##### Exercise input

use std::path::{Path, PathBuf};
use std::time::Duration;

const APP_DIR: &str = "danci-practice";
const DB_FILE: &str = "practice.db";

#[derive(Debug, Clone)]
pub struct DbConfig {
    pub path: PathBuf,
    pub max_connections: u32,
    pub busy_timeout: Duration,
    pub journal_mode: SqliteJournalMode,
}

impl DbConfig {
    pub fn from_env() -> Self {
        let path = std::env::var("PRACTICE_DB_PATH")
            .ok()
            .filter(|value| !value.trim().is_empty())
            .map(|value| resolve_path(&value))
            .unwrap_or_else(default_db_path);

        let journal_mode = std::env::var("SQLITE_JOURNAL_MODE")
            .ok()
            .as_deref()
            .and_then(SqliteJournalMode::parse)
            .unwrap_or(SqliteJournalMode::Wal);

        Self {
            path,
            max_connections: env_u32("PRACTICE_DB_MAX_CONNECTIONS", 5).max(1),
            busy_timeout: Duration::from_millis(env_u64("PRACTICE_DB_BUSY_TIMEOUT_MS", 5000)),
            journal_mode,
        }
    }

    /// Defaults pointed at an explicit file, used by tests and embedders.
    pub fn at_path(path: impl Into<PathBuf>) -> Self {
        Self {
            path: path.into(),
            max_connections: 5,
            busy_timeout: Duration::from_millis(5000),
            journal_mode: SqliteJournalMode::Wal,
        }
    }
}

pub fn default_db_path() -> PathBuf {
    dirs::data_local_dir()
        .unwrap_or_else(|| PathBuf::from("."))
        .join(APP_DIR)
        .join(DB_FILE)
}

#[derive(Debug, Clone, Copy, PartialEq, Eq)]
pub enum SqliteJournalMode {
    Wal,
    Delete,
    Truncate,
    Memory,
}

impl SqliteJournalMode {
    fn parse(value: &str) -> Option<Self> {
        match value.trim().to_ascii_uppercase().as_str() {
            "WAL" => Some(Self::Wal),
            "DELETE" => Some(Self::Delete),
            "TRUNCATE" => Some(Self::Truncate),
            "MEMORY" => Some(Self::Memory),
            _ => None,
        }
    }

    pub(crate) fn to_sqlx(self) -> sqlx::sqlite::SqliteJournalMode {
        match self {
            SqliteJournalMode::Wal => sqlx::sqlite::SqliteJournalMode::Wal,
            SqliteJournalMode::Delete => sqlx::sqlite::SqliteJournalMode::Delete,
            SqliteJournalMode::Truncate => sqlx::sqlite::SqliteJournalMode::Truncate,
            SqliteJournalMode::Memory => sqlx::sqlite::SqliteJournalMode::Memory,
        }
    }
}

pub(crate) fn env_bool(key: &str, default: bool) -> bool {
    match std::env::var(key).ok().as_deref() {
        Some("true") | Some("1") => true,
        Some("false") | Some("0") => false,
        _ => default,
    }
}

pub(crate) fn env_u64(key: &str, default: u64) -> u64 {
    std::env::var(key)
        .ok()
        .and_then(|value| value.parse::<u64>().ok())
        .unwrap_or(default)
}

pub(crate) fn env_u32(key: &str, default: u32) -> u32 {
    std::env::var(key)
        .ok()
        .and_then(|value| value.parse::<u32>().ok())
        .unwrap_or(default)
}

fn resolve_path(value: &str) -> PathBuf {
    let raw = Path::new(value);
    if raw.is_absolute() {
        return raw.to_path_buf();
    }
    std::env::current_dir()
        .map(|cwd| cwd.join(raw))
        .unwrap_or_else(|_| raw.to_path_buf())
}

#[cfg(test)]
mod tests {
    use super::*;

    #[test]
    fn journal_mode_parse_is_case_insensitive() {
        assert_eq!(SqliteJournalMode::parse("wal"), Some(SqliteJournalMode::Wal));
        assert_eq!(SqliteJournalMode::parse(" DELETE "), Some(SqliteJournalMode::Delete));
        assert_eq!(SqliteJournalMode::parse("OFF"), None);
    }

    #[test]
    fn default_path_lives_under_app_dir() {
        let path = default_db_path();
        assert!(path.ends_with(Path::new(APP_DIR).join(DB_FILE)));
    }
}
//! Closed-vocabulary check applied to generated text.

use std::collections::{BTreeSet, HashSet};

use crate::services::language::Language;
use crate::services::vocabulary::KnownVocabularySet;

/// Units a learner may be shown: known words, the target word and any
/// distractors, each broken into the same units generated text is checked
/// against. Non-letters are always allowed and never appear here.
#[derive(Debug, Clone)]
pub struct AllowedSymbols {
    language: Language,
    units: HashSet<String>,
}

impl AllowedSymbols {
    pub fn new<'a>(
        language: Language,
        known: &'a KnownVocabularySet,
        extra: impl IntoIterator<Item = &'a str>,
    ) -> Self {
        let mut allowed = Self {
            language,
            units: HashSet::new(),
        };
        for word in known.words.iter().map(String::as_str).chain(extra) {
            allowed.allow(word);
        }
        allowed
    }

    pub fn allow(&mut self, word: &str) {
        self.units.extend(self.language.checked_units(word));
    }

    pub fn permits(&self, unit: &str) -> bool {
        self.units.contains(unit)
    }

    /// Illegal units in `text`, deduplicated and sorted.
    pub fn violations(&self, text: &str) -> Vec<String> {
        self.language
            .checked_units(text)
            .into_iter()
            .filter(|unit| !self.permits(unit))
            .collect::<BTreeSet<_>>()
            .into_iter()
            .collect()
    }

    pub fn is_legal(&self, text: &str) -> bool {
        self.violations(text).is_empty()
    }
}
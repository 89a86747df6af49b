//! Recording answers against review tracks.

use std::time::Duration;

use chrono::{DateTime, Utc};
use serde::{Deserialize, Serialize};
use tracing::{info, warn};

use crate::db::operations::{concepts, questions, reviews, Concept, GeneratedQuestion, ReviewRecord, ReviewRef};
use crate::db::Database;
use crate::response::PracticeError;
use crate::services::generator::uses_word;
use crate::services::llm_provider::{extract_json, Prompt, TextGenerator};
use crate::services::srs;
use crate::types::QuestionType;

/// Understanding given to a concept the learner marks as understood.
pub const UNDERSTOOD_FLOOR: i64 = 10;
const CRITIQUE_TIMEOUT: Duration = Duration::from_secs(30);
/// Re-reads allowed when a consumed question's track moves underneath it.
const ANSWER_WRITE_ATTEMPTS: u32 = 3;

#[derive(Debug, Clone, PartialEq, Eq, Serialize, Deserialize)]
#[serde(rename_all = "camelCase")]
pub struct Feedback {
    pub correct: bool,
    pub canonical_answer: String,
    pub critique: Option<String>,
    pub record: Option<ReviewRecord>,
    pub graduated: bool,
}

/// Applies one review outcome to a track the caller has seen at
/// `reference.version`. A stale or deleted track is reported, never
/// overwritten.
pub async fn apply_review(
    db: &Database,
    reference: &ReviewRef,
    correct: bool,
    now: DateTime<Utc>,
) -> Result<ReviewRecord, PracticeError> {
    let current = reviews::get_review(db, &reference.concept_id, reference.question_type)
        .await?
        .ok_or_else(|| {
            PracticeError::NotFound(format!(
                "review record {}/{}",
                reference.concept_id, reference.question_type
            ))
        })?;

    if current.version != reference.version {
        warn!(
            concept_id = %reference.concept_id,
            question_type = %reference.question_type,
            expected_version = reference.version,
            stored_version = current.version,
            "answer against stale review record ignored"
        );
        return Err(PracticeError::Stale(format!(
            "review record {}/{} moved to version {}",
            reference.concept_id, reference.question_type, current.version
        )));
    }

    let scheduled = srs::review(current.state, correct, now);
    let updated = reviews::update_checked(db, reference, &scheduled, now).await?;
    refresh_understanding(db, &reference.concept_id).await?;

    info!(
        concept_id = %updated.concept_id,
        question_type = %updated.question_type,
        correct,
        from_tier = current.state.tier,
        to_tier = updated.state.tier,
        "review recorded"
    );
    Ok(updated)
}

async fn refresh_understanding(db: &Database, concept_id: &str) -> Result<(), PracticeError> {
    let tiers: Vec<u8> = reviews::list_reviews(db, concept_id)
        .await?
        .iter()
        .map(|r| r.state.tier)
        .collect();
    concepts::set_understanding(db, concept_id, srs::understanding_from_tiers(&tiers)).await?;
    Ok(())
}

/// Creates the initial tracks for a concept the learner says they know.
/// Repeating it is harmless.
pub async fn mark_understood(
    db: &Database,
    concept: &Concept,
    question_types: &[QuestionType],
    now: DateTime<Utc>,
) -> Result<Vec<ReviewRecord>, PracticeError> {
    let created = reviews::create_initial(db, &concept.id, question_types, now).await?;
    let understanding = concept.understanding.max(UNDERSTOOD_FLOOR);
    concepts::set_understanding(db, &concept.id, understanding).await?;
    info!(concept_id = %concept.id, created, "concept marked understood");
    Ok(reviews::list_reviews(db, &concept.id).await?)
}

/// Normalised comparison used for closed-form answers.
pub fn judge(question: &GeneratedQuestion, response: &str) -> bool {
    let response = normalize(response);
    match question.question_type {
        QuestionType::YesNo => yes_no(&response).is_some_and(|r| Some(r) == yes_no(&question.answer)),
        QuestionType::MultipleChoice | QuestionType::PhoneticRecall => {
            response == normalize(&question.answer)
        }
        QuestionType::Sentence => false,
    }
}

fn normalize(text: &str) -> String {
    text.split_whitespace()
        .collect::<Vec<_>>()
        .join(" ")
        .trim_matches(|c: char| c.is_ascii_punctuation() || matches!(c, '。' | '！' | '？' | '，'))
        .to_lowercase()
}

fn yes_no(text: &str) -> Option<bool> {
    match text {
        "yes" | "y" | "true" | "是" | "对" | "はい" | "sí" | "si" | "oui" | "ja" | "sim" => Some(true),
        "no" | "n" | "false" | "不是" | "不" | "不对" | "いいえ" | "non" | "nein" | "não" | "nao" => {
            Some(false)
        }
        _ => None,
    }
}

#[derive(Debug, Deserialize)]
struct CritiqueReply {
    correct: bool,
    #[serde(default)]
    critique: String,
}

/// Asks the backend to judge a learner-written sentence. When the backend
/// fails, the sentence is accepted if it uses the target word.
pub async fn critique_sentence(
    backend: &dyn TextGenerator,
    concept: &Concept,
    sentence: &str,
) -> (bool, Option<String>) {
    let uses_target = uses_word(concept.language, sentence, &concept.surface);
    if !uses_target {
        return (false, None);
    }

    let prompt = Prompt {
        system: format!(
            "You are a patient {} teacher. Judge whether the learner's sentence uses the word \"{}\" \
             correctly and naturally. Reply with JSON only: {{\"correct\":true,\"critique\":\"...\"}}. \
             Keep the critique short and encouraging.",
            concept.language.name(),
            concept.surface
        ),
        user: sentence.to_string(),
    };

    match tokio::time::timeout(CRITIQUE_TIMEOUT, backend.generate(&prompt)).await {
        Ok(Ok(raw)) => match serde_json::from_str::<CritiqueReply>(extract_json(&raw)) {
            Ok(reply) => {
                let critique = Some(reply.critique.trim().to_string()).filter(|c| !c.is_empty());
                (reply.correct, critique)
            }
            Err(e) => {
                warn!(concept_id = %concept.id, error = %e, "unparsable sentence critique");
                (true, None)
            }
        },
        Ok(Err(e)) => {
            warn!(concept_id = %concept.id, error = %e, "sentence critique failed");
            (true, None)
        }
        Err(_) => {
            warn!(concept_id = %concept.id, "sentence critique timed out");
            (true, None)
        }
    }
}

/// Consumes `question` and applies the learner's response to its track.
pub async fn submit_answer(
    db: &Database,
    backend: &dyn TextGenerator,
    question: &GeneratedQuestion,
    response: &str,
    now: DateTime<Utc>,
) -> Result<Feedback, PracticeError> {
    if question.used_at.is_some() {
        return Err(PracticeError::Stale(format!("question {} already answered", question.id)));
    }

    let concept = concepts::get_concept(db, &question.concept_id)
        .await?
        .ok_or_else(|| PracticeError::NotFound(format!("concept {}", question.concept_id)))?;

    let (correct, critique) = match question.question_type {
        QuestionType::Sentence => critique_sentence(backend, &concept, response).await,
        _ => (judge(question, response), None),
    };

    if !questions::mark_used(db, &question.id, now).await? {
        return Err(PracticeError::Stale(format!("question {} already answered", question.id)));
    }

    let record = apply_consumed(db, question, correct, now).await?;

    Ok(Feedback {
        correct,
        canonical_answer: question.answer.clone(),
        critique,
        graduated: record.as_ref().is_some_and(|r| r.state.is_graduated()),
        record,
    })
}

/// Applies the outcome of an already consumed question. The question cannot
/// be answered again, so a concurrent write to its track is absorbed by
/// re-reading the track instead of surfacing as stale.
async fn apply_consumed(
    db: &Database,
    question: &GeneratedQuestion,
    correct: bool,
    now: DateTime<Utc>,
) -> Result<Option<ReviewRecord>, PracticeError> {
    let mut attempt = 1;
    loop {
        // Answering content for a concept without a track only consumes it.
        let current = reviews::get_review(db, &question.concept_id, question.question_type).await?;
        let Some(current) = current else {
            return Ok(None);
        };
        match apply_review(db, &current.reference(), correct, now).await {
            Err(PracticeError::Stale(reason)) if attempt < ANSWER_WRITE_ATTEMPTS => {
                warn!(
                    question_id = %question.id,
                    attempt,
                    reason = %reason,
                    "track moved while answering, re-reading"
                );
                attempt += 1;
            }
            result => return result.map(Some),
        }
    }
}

##########

#### Aim of the exercise
Within the records above, each line containing "info" is to be returned.

#### Written solution
use tracing::{info, warn};
    info!(
    info!(concept_id = %concept.id, created, "concept marked understood");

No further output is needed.